The GDM prevalence rates change dramatically when using the new criteria: Cameroon: from 5% to 17,5%; India: from 11% to 32%; China: from 5% to 16%.

India: One third of all women could be stigmatised
At Deep Hospital, Punjab in Northern India WDF project partner Dr Geeti Arora has a more sceptical take on the new criteria. First of all, she emphasises that diabetes remains a stigmatising diagnosis among Indian women. “Almost one third of pregnant women will have a diagnosis of GDM if the new criteria are fully implemented,” she says. “The majority of these are diagnosed based on fasting plasma glucose samples, and it is not known whether this will be feasible to implement all over India.”

“We have found that illiteracy is a very important risk factor of GDM in North India, exceeding the impact of age and BMI, and screening as well as subsequent treatment therefore needs to target the poorest segments of the population, many of whom are living in the less developed rural areas,” Dr Arora states.

Implementing the new criteria in Northern India will mean an increase of GDM prevalence from 11% to 32%.

At the Peking University First Hospital in China, the new diagnostic criteria have been used for the last two years. According to WDF project partner Prof Huixia Yang, the new criteria work well in a Chinese context. “We now diagnose more women and have experienced a dramatic increase in prevalence rates from around 5% to over 16%. This new high prevalence may turn out to have a positive effect on the future risk of mother and child as we capture many more and educate them in healthy lifestyle. And it enables us to distinguish between mild and severe cases of GDM. The 9 out of 10 mild cases can be treated with simple lifestyle education and then doctors can focus attention on the 1 out of 10 severe case of GDM which needs medication,” she says.  

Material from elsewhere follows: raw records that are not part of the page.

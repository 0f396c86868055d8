use std::sync::Arc;

use tracing_subscriber::{layer::SubscriberExt, util::SubscriberInitExt};

use analytical_query_engine::config::{Config, DatabaseConfig};
use analytical_query_engine::AppState;

#[tokio::main]
async fn main() -> Result<(), Box<dyn std::error::Error>> {
    let config = Config::load()?;
    init_tracing(&config.logging);

    tracing::info!("analytical query engine starting up");
    tracing::info!("configuration loaded successfully");

    let app_state = Arc::new(AppState::new(config.clone()));

    register_default_workspace(&app_state, &config.database).await?;

    let app = analytical_query_engine::api::router(Arc::clone(&app_state))
        .layer(tower_http::trace::TraceLayer::new_for_http())
        .layer(tower_http::cors::CorsLayer::permissive());

    let addr = format!("{}:{}", config.server.host, config.server.port);
    let listener = tokio::net::TcpListener::bind(&addr).await?;

    tracing::info!("server listening on http://{}", addr);
    axum::serve(listener, app).await?;

    Ok(())
}

/// Registers the single tenant database configured in `[database]` as workspace
/// `"default"`. A deployment fronting more than one tenant would call
/// `Engine::register_workspace` again per tenant; this binary only needs the one.
async fn register_default_workspace(
    state: &AppState,
    db: &DatabaseConfig,
) -> Result<(), Box<dyn std::error::Error>> {
    let opts = mysql_async::OptsBuilder::default()
        .ip_or_hostname(&db.host)
        .tcp_port(db.port)
        .user(Some(&db.user))
        .pass(Some(&db.password))
        .db_name(Some(&db.database));
    let pool = mysql_async::Pool::new(opts);

    state.engine.register_workspace("default", pool);
    tracing::info!("registered workspace 'default' ({}:{})", db.host, db.port);
    Ok(())
}

fn init_tracing(logging: &analytical_query_engine::config::LoggingConfig) {
    let log_filter = tracing_subscriber::EnvFilter::new(&logging.level);
    let registry = tracing_subscriber::registry().with(log_filter);

    if let Some(log_file) = &logging.file {
        let log_path = std::path::Path::new(log_file);
        if let Some(parent) = log_path.parent() {
            let _ = std::fs::create_dir_all(parent);
        }

        let log_dir = log_path.parent().and_then(|p| p.to_str()).unwrap_or("logs");
        let file_name = log_path.file_name().and_then(|n| n.to_str()).unwrap_or("aqe.log");
        let file_prefix = file_name.strip_suffix(".log").unwrap_or(file_name);

        let file_appender = tracing_appender::rolling::daily(log_dir, file_prefix);
        let (non_blocking, _guard) = tracing_appender::non_blocking(file_appender);
        // Leak the guard: the binary runs for the process lifetime and the appender
        // must stay alive until then.
        Box::leak(Box::new(_guard));
        registry
            .with(tracing_subscriber::fmt::layer().with_writer(non_blocking))
            .with(tracing_subscriber::fmt::layer())
            .init();
    } else {
        registry.with(tracing_subscriber::fmt::layer()).init();
    }
}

Merely a matter of training
In Cameroon, Dr Sobngwi echoes Dr Yang’s optimism. “Although the high prevalence of GDM increases the immediate workload of the health assistants I still think it is realistic for the antenatal clinic to manage. The resources are there; it is merely a matter of training of health assistants to deal with the 9 out of 10 cases which be managed by diet and exercise. We can definitely do training. We have already developed training material (English/French) and handed it over to the Ministry of Health. And the best part is the potential huge impact on the future health of mother and child,” he says.

The World Diabetes Foundation has played a catalysing role in bringing attention to GDM as an important factor to further the prevention of diabetes at primary care and policy level.

FACTS
The key element in the new diagnostic criteria is the one step challenge test. The test starts with a fasting blood glucose (BG) measurement followed by an oral glucose tolerance test (OGGT) after a 75 g oral glucose. Blood samples for BG measurements are taken after one and two hours.
Diagnosis of gestational diabetes is made if one or more of the following criteria are met:
fasting plasma glucose is 5.1-6.9 mmol/l
1 hour plasma glucose is equal to or more than 10 mmol/l
2 hour plasma glucose levels are between 8.5-11.0 mmol/l
If fasting plasma glucose is ≥7.0 mmol/l, or if 2 hour or random plasma glucose is ≥ 11.1 mmol/l a diagnosis of diabetes in pregnancy should be made.
Applying some of the previous criteria with higher thresholds for diagnosis of GDM not all women at risk of complications have been captured according to data from the recent published HAPO study.